2.5 Revisão da norma IAS 39

2.5.5 Classificações contábeis versus prudenciais: convergência

De acordo com Borio e Tsatsaronis (2005, p. 1), o crescimento rápido do setor financeiro, sua grandiosa sofisticação e suas características globais têm estimulado o interesse dos participantes de mercado e dos políticos, os quais têm se atentado à produção e à disseminação de informação. Esta, por sua vez, é vista como um fator-chave que permite que o sistema financeiro conduza os recursos aos usos mais produtivos e aloque e gerencie riscos.

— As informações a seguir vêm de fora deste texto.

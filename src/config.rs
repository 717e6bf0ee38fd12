//! MediaVault configuration management

use crate::error::{Error, Result};
use serde::{Deserialize, Serialize};
use std::path::Path;

/// Main MediaVault configuration
#[derive(Debug, Clone, Default, Serialize, Deserialize)]
pub struct MediaVaultConfig {
    /// Access policy configuration
    #[serde(default)]
    pub access: AccessConfig,

    /// Intrinsic store configuration
    #[serde(default)]
    pub store: StoreConfig,
}

/// Access policy configuration
///
/// The gate restricts every key starting with `restricted_prefix` to the
/// single `admin_principal`, compared case-insensitively.
#[derive(Debug, Clone, PartialEq, Eq, Serialize, Deserialize)]
#[serde(default)]
pub struct AccessConfig {
    /// Key prefix marking a restricted resource
    pub restricted_prefix: String,

    /// Principal allowed to read restricted resources
    pub admin_principal: String,
}

impl Default for AccessConfig {
    fn default() -> Self {
        Self {
            restricted_prefix: "private_".to_string(),
            admin_principal: "admin".to_string(),
        }
    }
}

/// Intrinsic store configuration
#[derive(Debug, Clone, PartialEq, Eq, Serialize, Deserialize)]
#[serde(default)]
pub struct StoreConfig {
    /// Prefix of synthesized payload bytes
    pub data_prefix: String,

    /// Upper bound for a single payload fetch, in milliseconds
    pub fetch_timeout_ms: u64,
}

impl Default for StoreConfig {
    fn default() -> Self {
        Self {
            data_prefix: "BINARY_DATA_OF_".to_string(),
            fetch_timeout_ms: 5_000,
        }
    }
}

impl MediaVaultConfig {
    /// Load configuration from a TOML file
    pub fn load(path: impl AsRef<Path>) -> Result<Self> {
        let content = std::fs::read_to_string(path.as_ref())?;
        Self::from_toml(&content)
    }

    /// Parse configuration from a TOML string
    pub fn from_toml(content: &str) -> Result<Self> {
        let config: Self = toml::from_str(content)?;
        config.validate()?;
        Ok(config)
    }

    /// Render the configuration as pretty TOML
    pub fn to_toml(&self) -> Result<String> {
        Ok(toml::to_string_pretty(self)?)
    }

    /// Reject configurations the gate or store cannot work with
    pub fn validate(&self) -> Result<()> {
        if self.access.restricted_prefix.is_empty() {
            return Err(Error::Config(
                "access.restricted_prefix must not be empty".to_string(),
            ));
        }
        if self.access.admin_principal.trim().is_empty() {
            return Err(Error::Config(
                "access.admin_principal must not be empty".to_string(),
            ));
        }
        if self.store.fetch_timeout_ms == 0 {
            return Err(Error::Config(
                "store.fetch_timeout_ms must be greater than zero".to_string(),
            ));
        }
        Ok(())
    }
}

As crises financeiras e os episódios de má conduta corporativa têm destacado alguns aspectos disfuncionais de fornecimento e processamento de informações. Como resultado, Borio e Tsatsaronis (Ibid., p. 1) destacam as iniciativas que visam suprir a demanda por mais informações e de melhor qualidade, bem como as estratégias de fortalecimento das informações disponíveis sobre cada uma das firmas.

Dentre as iniciativas, os referidos autores destacam os evidentes esforços para o desenvolvimento de normas internacionais (IFRS) harmonizadas, lideradas pelos profissionais da contabilidade, e aqueles para melhorar as normas de divulgação sobre os riscos das instituições financeiras reguladas, lideradas pelas autoridades prudenciais, particularmente o Comitê da Basiléia, no contexto do Novo Acordo de Capital (Basiléia II).

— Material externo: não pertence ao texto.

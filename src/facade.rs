//! Media Facade — batch-oriented entry point
//!
//! Owns the shared intrinsic store, resource cache and access gate, and hands
//! out a fresh [`ResourceProxy`] for every view. Proxies are never reused, so
//! each view is logged and authorized again even when the resource is warm.

use crate::config::MediaVaultConfig;
use crate::error::Result;
use crate::media::{AccessGate, AccessOutcome, IntrinsicDataStore, ResourceCache, ResourceProxy};
use crate::output::{MediaEvent, OutputSink};
use serde::{Deserialize, Serialize};
use std::collections::BTreeSet;
use std::sync::Arc;

/// Snapshot of both cache tiers
#[derive(Debug, Clone, PartialEq, Eq, Serialize, Deserialize)]
#[serde(rename_all = "camelCase")]
pub struct CacheStats {
    /// Payloads in the intrinsic store
    pub intrinsic_count: usize,
    /// Resources in the resource cache
    pub resource_count: usize,
    /// Keys materialized in the intrinsic store
    pub keys: BTreeSet<String>,
}

/// Simplified front door to the media layer
pub struct MediaFacade {
    store: Arc<IntrinsicDataStore>,
    cache: Arc<ResourceCache>,
    gate: Arc<AccessGate>,
    sink: Arc<dyn OutputSink>,
}

impl MediaFacade {
    /// Build the full stack from configuration
    pub fn new(config: &MediaVaultConfig, sink: Arc<dyn OutputSink>) -> Self {
        let store = Arc::new(IntrinsicDataStore::new(&config.store, sink.clone()));
        let cache = Arc::new(ResourceCache::new(store.clone(), sink.clone()));
        let gate = Arc::new(AccessGate::new(&config.access));
        Self::from_parts(store, cache, gate, sink)
    }

    /// Assemble a facade over existing components
    pub fn from_parts(
        store: Arc<IntrinsicDataStore>,
        cache: Arc<ResourceCache>,
        gate: Arc<AccessGate>,
        sink: Arc<dyn OutputSink>,
    ) -> Self {
        Self {
            store,
            cache,
            gate,
            sink,
        }
    }

    /// View a single resource through a fresh proxy
    pub async fn view_one(&self, key: &str, principal: &str) -> Result<AccessOutcome> {
        let mut proxy =
            ResourceProxy::new(self.cache.clone(), self.gate.clone(), self.sink.clone());
        proxy.display(key, principal).await
    }

    /// View resources in order, one proxy per key
    pub async fn view_batch<S: AsRef<str>>(
        &self,
        keys: &[S],
        principal: &str,
    ) -> Result<Vec<AccessOutcome>> {
        self.sink.emit(&MediaEvent::BatchStarted {
            principal: principal.to_string(),
            count: keys.len(),
        });

        let mut outcomes = Vec::with_capacity(keys.len());
        for key in keys {
            outcomes.push(self.view_one(key.as_ref(), principal).await?);
        }
        Ok(outcomes)
    }

    /// Warm the intrinsic store only.
    ///
    /// Bypasses the access gate and the resource cache; no resource is built.
    pub async fn preload<S: AsRef<str>>(&self, keys: &[S]) -> Result<()> {
        self.sink.emit(&MediaEvent::PreloadStarted {
            keys: keys.iter().map(|k| k.as_ref().to_string()).collect(),
        });

        for key in keys {
            self.store.get_or_create(key.as_ref()).await?;
        }
        tracing::info!(count = keys.len(), "Preloaded intrinsic payloads");
        Ok(())
    }

    /// Current statistics of both tiers
    pub async fn stats(&self) -> CacheStats {
        CacheStats {
            intrinsic_count: self.store.size().await,
            resource_count: self.cache.size().await,
            keys: self.store.keys().await.into_iter().collect(),
        }
    }

    /// Collect statistics and write them to the sink
    pub async fn report_stats(&self) -> CacheStats {
        let stats = self.stats().await;
        self.sink.emit(&MediaEvent::Stats {
            intrinsic_count: stats.intrinsic_count,
            resource_count: stats.resource_count,
            keys: stats.keys.iter().cloned().collect(),
        });
        stats
    }

    /// Empty the resource cache; the intrinsic store is kept.
    pub async fn invalidate(&self) -> usize {
        let removed = self.cache.clear().await;
        self.sink.emit(&MediaEvent::CacheInvalidated { removed });
        removed
    }

    pub fn store(&self) -> &Arc<IntrinsicDataStore> {
        &self.store
    }

    pub fn cache(&self) -> &Arc<ResourceCache> {
        &self.cache
    }

    pub fn gate(&self) -> &Arc<AccessGate> {
        &self.gate
    }
}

Corroborando, Duke (2009, p. 1) afirma que reguladores e políticos, ao redor do mundo, vêm avaliando as mudanças nas práticas e estruturas para corrigir as fraquezas reveladas pela

recente crise mundial. Acrescenta que, ao mesmo tempo, normatizadores contábeis estão propondo mudanças que, por sua vez, afetarão as normas prudenciais.

Como já mencionado previamente, existem divergências entre as práticas contábeis e as normas regulatórias, no que tange às classificações. (BCBS, 2005, p. 3). Pelas normas contábeis, a IAS 39 prevê quatro classificações para os ativos financeiros (valor justo pelo resultado, mantido até o vencimento, disponível para venda e empréstimos e recebíveis), ao passo que para fins prudenciais, apenas duas classificações existem (trading e banking).

Como resposta rápida à crise financeira foi introduzida a IFRS 9, cujo objetivo é reduzir a complexidade da contabilidade dos ativos financeiros, em virtude das numerosas classificações da IAS 39, por meio do estabelecimento de apenas duas categorias de classificação: custo amortizado e valor justo. Com sua introdução, surge a indagação se a forma como as normas prudenciais e contábeis classificam os ativos financeiros estão convergindo.

Inicialmente, é preciso um breve esclarecimento do conceito de convergência. O termo tem sido muito utilizado para descrever os esforços dos Estados Unidos e dos países europeus para mover em direção a uma prática global de contabilidade. Convergir significa dirigir-se, tender para um ponto comum. (MICHAELIS, 2008, p. 224).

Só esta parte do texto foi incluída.